Even after the death of Sok Heng, a migrant worker from Cambodia, who died while sleeping in a plastic house in December 2020, it was pointed out that there was no change in the poor working conditions of migrant workers working in rural areas.
The ‘Migrant Labor 119 Project Group’ and independent lawmaker Yoon Mi-hyang, in solidarity with the Earth People’s Stop, the Migrant Union, and the Gyeongnam Branch of the Metal Workers’ Union, held a press conference at the Guksoe Communication Center on the morning of the 27th to present a case of consultation for migrant agricultural workers and take measures to address housing and working conditions. urged
For the past year, the project group has conducted counseling activities for 300 migrant agricultural workers and has supported administrative and judicial relief rights in about 50 cases.
I-chan Kim, the representative of the local community service station, who conducted the consultation, said, “There were many cases where migrant workers did not have the address of the place of work in the employment contract signed before they even entered the country, or they deliberately omitted the lot number. This is being abused as a means to hide the use of migrant workers on various arable land like village servants,” he pointed out.
In the case disclosed by CEO Kim, the business address of migrant worker A’s employment contract is ‘Sangnam-myeon, Miryang-si’. Mr. A has provided labor to his employer or other employers in at least six different arable land.
According to the current employment permit system, the Ministry of Employment and Labor arranges and manages jobs for migrant workers. It is said that the Ministry of Labor is causing this situation with a ‘poor labor contract’.
There was also a problem in which the employer deceived the working hours specified in the labor contract or the Ministry of Labor arbitrated a labor contract in which the working hours were vaguely stated. CEO Kim said, “In Miryang-si, Gyeongnam, there is a labor contract that stipulates ‘3 hours of rest per day’, but the Ministry of Labor, which arranges the employment, has no knowledge of ‘the specific details of those 3 hours’.” Recently, in Iksan, Jeollabuk-do, there was an employment contract that set a break time of ‘6 hours’.
CEO Kim said, “An expedient document for unfairly exploiting the labor force is being created under the protection of the Ministry of Labor or collectively. The Ministry of Labor did not investigate the appropriateness of the guidelines and did not punish them even though they were excessive than the guidelines of the Ministry of Labor.”
Even after the death of Sok Heng in 2020 while sleeping in a greenhouse with no heating in the cold winter, the housing problem for migrant workers has not been resolved. As a result of the government’s fact-finding investigation at the time of this incident, it was found that 70% of migrant workers were living in temporary buildings. In response, the government announced an improvement plan that prohibits employers from using illegal temporary buildings for non-residential use as dormitories when they receive new employment permits for migrant workers, and requires that they be registered with the local government or registered in the building register to use them.
However, there were still many dormitory lodgings such as plastic houses, sandwich panels, containers, and abandoned houses, and it was found that there were many cases in which they even reported that they were using ordinary houses or villas as dormitories on paper, and actually had them used as lodgings in a plastic house next to farmland.
In particular, female migrant workers living in poor accommodations are at risk of sexual assault. CEO Kim said, “11 cases of sexual violence were also received, and most were related to the residential environment.”
Meimei, who worked at a strawberry farm in Iksan, Jeollabuk-do, said in an interview, “While I was taking a bath, someone peeped through the hole in the women’s bathroom. That person was my employer and boss,” he said.
“Now we have left the farm. The boss stole our bathroom and came out of the farm because of the boss. It’s not our fault that we can’t stay in that dorm any longer because of anxiety. “But we were so tired that we couldn’t discuss this case any further, nor the extra hours worked.”
Meanwhile, the Migrant Labor 119 Project Group is planning to proceed with a national compensation lawsuit asking the state responsible for the Sok Heng case.

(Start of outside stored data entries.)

/// Last visible scanline
pub const LAST_VISIBLE_SCANLINE: u16 = 239;
/// Scanline on which vblank starts
pub const VBLANK_SCANLINE: u16 = 241;
/// Pre-render scanline
pub const PRE_RENDER_SCANLINE: u16 = 261;
/// Last dot of a scanline
pub const LAST_DOT: u16 = 340;

/// Sprites kept per scanline
pub const MAX_SPRITES_PER_LINE: usize = 8;

const OAM_ENTRIES: usize = 64;

/// NES master palette, indexed by the 6-bit value stored in palette RAM
pub const SYSTEM_PALETTE: [(u8, u8, u8); 64] = [
    (0x7C, 0x7C, 0x7C), (0x00, 0x00, 0xFC), (0x00, 0x00, 0xBC), (0x44, 0x28, 0xBC), (0x94, 0x00, 0x84), (0xA8, 0x00, 0x20), (0xA8, 0x10, 0x00), (0x88, 0x14, 0x00),
    (0x50, 0x30, 0x00), (0x00, 0x78, 0x00), (0x00, 0x68, 0x00), (0x00, 0x58, 0x00), (0x00, 0x40, 0x58), (0x00, 0x00, 0x00), (0x00, 0x00, 0x00), (0x00, 0x00, 0x00),
    (0xBC, 0xBC, 0xBC), (0x00, 0x78, 0xF8), (0x00, 0x58, 0xF8), (0x68, 0x44, 0xFC), (0xD8, 0x00, 0xCC), (0xE4, 0x00, 0x58), (0xF8, 0x38, 0x00), (0xE4, 0x5C, 0x10),
    (0xAC, 0x7C, 0x00), (0x00, 0xB8, 0x00), (0x00, 0xA8, 0x00), (0x00, 0xA8, 0x44), (0x00, 0x88, 0x88), (0x00, 0x00, 0x00), (0x00, 0x00, 0x00), (0x00, 0x00, 0x00),
    (0xF8, 0xF8, 0xF8), (0x3C, 0xBC, 0xFC), (0x68, 0x88, 0xFC), (0x98, 0x78, 0xF8), (0xF8, 0x78, 0xF8), (0xF8, 0x58, 0x98), (0xF8, 0x78, 0x58), (0xFC, 0xA0, 0x44),
    (0xF8, 0xB8, 0x00), (0xB8, 0xF8, 0x18), (0x58, 0xD8, 0x54), (0x58, 0xF8, 0x98), (0x00, 0xE8, 0xD8), (0x78, 0x78, 0x78), (0x00, 0x00, 0x00), (0x00, 0x00, 0x00),
    (0xFC, 0xFC, 0xFC), (0xA4, 0xE4, 0xFC), (0xB8, 0xB8, 0xF8), (0xD8, 0xB8, 0xF8), (0xF8, 0xB8, 0xF8), (0xF8, 0xA4, 0xC0), (0xF0, 0xD0, 0xB0), (0xFC, 0xE0, 0xA8),
    (0xF8, 0xD8, 0x78), (0xD8, 0xF8, 0x78), (0xB8, 0xF8, 0xB8), (0xB8, 0xF8, 0xD8), (0x00, 0xFC, 0xFC), (0xF8, 0xD8, 0xF8), (0x00, 0x00, 0x00), (0x00, 0x00, 0x00),
];

/// Byte-wise bit reversal, used for horizontally flipped sprites
const REVERSE_BITS: [u8; 256] = build_reverse_table();

const fn build_reverse_table() -> [u8; 256] {
    let mut table = [0u8; 256];
    let mut i = 0;
    while i < 256 {
        table[i] = (i as u8).reverse_bits();
        i += 1;
    }
    table
}

/// PPU registers
#[derive(Debug, Clone, Copy, PartialEq, Eq)]
pub enum PpuRegister {
    /// $2000 - PPUCTRL (Control)
    PpuCtrl = 0,
    /// $2001 - PPUMASK (Mask)
    PpuMask = 1,
    /// $2002 - PPUSTATUS (Status)
    PpuStatus = 2,
    /// $2003 - OAMADDR (Sprite Address)
    OamAddr = 3,
    /// $2004 - OAMDATA (Sprite Data)
    OamData = 4,
    /// $2005 - PPUSCROLL (Scroll)
    PpuScroll = 5,
    /// $2006 - PPUADDR (Address)
    PpuAddr = 6,
    /// $2007 - PPUDATA (Data)
    PpuData = 7,
}

impl PpuRegister {
    /// Decode a CPU address in $2000-$3FFF (mirrored every 8 bytes)
    pub fn from_address(address: u16) -> Self {
        match address & 0x0007 {
            0 => PpuRegister::PpuCtrl,
            1 => PpuRegister::PpuMask,
            2 => PpuRegister::PpuStatus,
            3 => PpuRegister::OamAddr,
            4 => PpuRegister::OamData,
            5 => PpuRegister::PpuScroll,
            6 => PpuRegister::PpuAddr,
            _ => PpuRegister::PpuData,
        }
    }
}

/// PPU control flags
#[derive(Debug, Clone, Copy)]
pub struct PpuCtrl(u8);

impl PpuCtrl {
    pub const NMI_ENABLE: u8 = 0b10000000;
    pub const SPRITE_SIZE: u8 = 0b00100000;
    pub const BG_PATTERN_TABLE: u8 = 0b00010000;
    pub const SPR_PATTERN_TABLE: u8 = 0b00001000;
    pub const VRAM_INC: u8 = 0b00000100;
    pub const NAMETABLE: u8 = 0b00000011;

    pub fn new(val: u8) -> Self {
        Self(val)
    }

    pub fn bits(&self) -> u8 {
        self.0
    }

    pub fn nmi_enable(&self) -> bool {
        (self.0 & Self::NMI_ENABLE) != 0
    }

    /// 8 or 16
    pub fn sprite_height(&self) -> u16 {
        if (self.0 & Self::SPRITE_SIZE) != 0 {
            16
        } else {
            8
        }
    }

    pub fn background_table(&self) -> u16 {
        if (self.0 & Self::BG_PATTERN_TABLE) != 0 {
            0x1000
        } else {
            0x0000
        }
    }

    /// Pattern table for 8x8 sprites
    pub fn sprite_table(&self) -> u16 {
        if (self.0 & Self::SPR_PATTERN_TABLE) != 0 {
            0x1000
        } else {
            0x0000
        }
    }

    /// $2007 address step
    pub fn vram_increment(&self) -> u16 {
        if (self.0 & Self::VRAM_INC) != 0 {
            32
        } else {
            1
        }
    }

    pub fn nametable(&self) -> u8 {
        self.0 & Self::NAMETABLE
    }
}

/// PPU status flags
#[derive(Debug, Clone, Copy)]
pub struct PpuStatus(u8);

impl PpuStatus {
    pub const VBLANK: u8 = 0b10000000;
    pub const SPRITE_ZERO_HIT: u8 = 0b01000000;
    pub const SPRITE_OVERFLOW: u8 = 0b00100000;

    pub fn new(val: u8) -> Self {
        Self(val)
    }

    pub fn bits(&self) -> u8 {
        self.0
    }

    pub fn vblank(&self) -> bool {
        (self.0 & Self::VBLANK) != 0
    }

    pub fn sprite_zero_hit(&self) -> bool {
        (self.0 & Self::SPRITE_ZERO_HIT) != 0
    }

    pub fn sprite_overflow(&self) -> bool {
        (self.0 & Self::SPRITE_OVERFLOW) != 0
    }
}

/// PPU render mask flags
#[derive(Debug, Clone, Copy)]
pub struct PpuMask(u8);

impl PpuMask {
    pub const GRAYSCALE: u8 = 0b00000001;
    pub const RENDER_BG_LEFT: u8 = 0b00000010;
    pub const RENDER_SPR_LEFT: u8 = 0b00000100;
    pub const RENDER_BG: u8 = 0b00001000;
    pub const RENDER_SPR: u8 = 0b00010000;

    pub fn new(val: u8) -> Self {
        Self(val)
    }

    pub fn bits(&self) -> u8 {
        self.0
    }

    pub fn render_background(&self) -> bool {
        (self.0 & Self::RENDER_BG) != 0
    }

    pub fn render_sprites(&self) -> bool {
        (self.0 & Self::RENDER_SPR) != 0
    }

    pub fn rendering_enabled(&self) -> bool {
        self.render_background() || self.render_sprites()
    }
}

/// 15-bit VRAM address: `yyy NN YYYYY XXXXX`
///
/// fine Y (12-14), nametable select (10-11), coarse Y (5-9), coarse X (0-4)
#[derive(Debug, Clone, Copy, Default, PartialEq, Eq)]
pub struct VramAddr(u16);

Choi Jeong-gyu, a lawyer at Wongok Law Firm, who is participating in the lawsuit, said, “After staying in Korea for more than four years, Sok Heng has not received any hospital treatment. The person who arranged for Sok Heng to work in a workplace that did not even apply for health insurance, or the person who arranged for Sok Heng to work in a workplace that provides poor accommodation, is not a private employment agency, but a public official of the Ministry of Employment and Labor of the Republic of Korea. Since then, the Ministry of Labor has been aware that the dormitories at this workplace are poor.”
“It has been two years since Sok Heng passed away, but the poor living environment has not improved. Today, under the mandate of the Sok Heng family, we are submitting a national compensation complaint to the Seoul Central District Court.
Sok Heng received an industrial accident recognition from the Korea Workers’ Compensation and Welfare Service on May 2.